Billing Note: Only successful tool executions (server_side_tool_usage) are billed. Failed attempts are not charged.
Understanding Token Usage
Agentic requests have unique token usage patterns compared to standard chat completions:
completion_tokens
Represents only the final text output of the model. This is typically much smaller than you might expect, as the agent performs all its intermediate reasoning and tool orchestration internally.
prompt_tokens
Represents the cumulative input tokens across all inference requests made during the agentic process. Each request includes the full conversation history up to that point, which grows as the agent progresses.
While this can result in higher prompt_tokens counts, agentic requests benefit significantly from prompt caching. The majority of the prompt remains unchanged between steps, allowing for efficient caching.
reasoning_tokens
Represents the tokens used for the model's internal reasoning process. This includes planning tool calls, analyzing results, and formulating responses, but excludes the final output tokens.
cached_prompt_text_tokens
Indicates how many prompt tokens were served from cache rather than recomputed. Higher values indicate better cache utilization and lower costs.
prompt_image_tokens
Represents tokens from visual content that the agent processes. These are counted separately from text tokens. If no images or videos are processed, this value will be zero.
Limiting Tool Call Turns
The max_turns parameter allows you to control the maximum number of assistant/tool-call turns the agent can perform during a single request.

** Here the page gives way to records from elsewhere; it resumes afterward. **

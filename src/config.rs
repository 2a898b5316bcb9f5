//! Monitor configuration.
//!
//! Loaded from TOML. Every key is optional:
//!
//! ```toml
//! vendor_id = 0x0fd9
//! product_id = 0x0080
//! read_timeout_ms = 100
//! report_len = 512
//! log_level = "info"
//! ```

use crate::error::{Error, Result};
use crate::state::MIN_REPORT_LEN;
use log::LevelFilter;
use serde::{Deserialize, Serialize};
use std::path::Path;
use std::str::FromStr;

/// Elgato.
pub const DEFAULT_VENDOR_ID: u16 = 0x0fd9;
/// Stream Deck whose reports carry 15 one-byte button slots.
pub const DEFAULT_PRODUCT_ID: u16 = 0x0080;

#[derive(Clone, Debug, PartialEq, Eq, Serialize, Deserialize)]
#[serde(default)]
pub struct Config {
    pub vendor_id: u16,
    pub product_id: u16,
    /// Per-read timeout. `-1` blocks until a report arrives. `0` is rejected:
    /// a non-blocking read would turn the monitor loop into a busy spin.
    pub read_timeout_ms: i32,
    /// Size of the read buffer. The device sends 512-byte input reports.
    pub report_len: usize,
    /// One of `off`, `error`, `warn`, `info`, `debug`, `trace`.
    pub log_level: String,
}

impl Default for Config {
    fn default() -> Self {
        Self {
            vendor_id: DEFAULT_VENDOR_ID,
            product_id: DEFAULT_PRODUCT_ID,
            read_timeout_ms: 100,
            report_len: 512,
            log_level: "info".to_string(),
        }
    }
}

impl Config {
    pub fn from_toml_str(s: &str) -> Result<Self> {
        let config: Config = toml::from_str(s)?;
        config.validate()?;
        Ok(config)
    }

    pub fn load(path: impl AsRef<Path>) -> Result<Self> {
        let contents = std::fs::read_to_string(path.as_ref())?;
        Self::from_toml_str(&contents)
    }

    pub fn validate(&self) -> Result<()> {
        if self.report_len < MIN_REPORT_LEN {
            return Err(Error::Config(format!(
                "report_len {} is shorter than {MIN_REPORT_LEN}",
                self.report_len
            )));
        }
        if self.read_timeout_ms < -1 || self.read_timeout_ms == 0 {
            return Err(Error::Config(format!(
                "read_timeout_ms {} (use a positive timeout, or -1 to block)",
                self.read_timeout_ms
            )));
        }
        self.level_filter()?;
        Ok(())
    }

    pub fn level_filter(&self) -> Result<LevelFilter> {
        LevelFilter::from_str(&self.log_level)
            .map_err(|_| Error::Config(format!("unknown log_level {:?}", self.log_level)))
    }
}

#[cfg(test)]
mod tests {
    use super::*;

    #[test]
    fn empty_file_uses_defaults() {
        let config = Config::from_toml_str("").unwrap();
        assert_eq!(config, Config::default());
        assert_eq!(config.vendor_id, 0x0fd9);
        assert_eq!(config.product_id, 0x0080);
    }

    #[test]
    fn partial_file_overrides_some_keys() {
        let config = Config::from_toml_str(
            r#"
product_id = 0x006d
read_timeout_ms = 250
log_level = "debug"
"#,
        )
        .unwrap();
        assert_eq!(config.vendor_id, DEFAULT_VENDOR_ID);
        assert_eq!(config.product_id, 0x006d);
        assert_eq!(config.read_timeout_ms, 250);
        assert_eq!(config.level_filter().unwrap(), LevelFilter::Debug);
    }

    #[test]
    fn short_report_len_is_rejected() {
        let err = Config::from_toml_str("report_len = 16").unwrap_err();
        assert!(matches!(err, Error::Config(_)));
    }

    #[test]
    fn non_blocking_timeout_is_rejected() {
        let err = Config::from_toml_str("read_timeout_ms = 0").unwrap_err();
        assert!(matches!(err, Error::Config(_)));
        assert!(Config::from_toml_str("read_timeout_ms = -1").is_ok());
        assert!(Config::from_toml_str("read_timeout_ms = -2").is_err());
    }

    #[test]
    fn bad_log_level_is_rejected() {
        let err = Config::from_toml_str(r#"log_level = "loud""#).unwrap_err();
        assert!(matches!(err, Error::Config(_)));
    }

    #[test]
    fn invalid_toml_is_a_parse_error() {
        let err = Config::from_toml_str("this is not valid toml [[[").unwrap_err();
        assert!(matches!(err, Error::Toml(_)));
    }

    #[test]
    fn missing_file_is_io_error() {
        let err = Config::load("/nonexistent/deckwatch.toml").unwrap_err();
        assert!(matches!(err, Error::Io(_)));
    }
}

Understanding Turns vs Tool Calls
Important: max_turns does not directly limit the number of individual tool calls. Instead, it limits the number of assistant turns in the agentic loop. During a single turn, the model may invoke multiple tools in parallel.
A "turn" represents one iteration of the agentic reasoning loop:
- The model analyzes the current context
- The model decides to call one or more tools (potentially in parallel)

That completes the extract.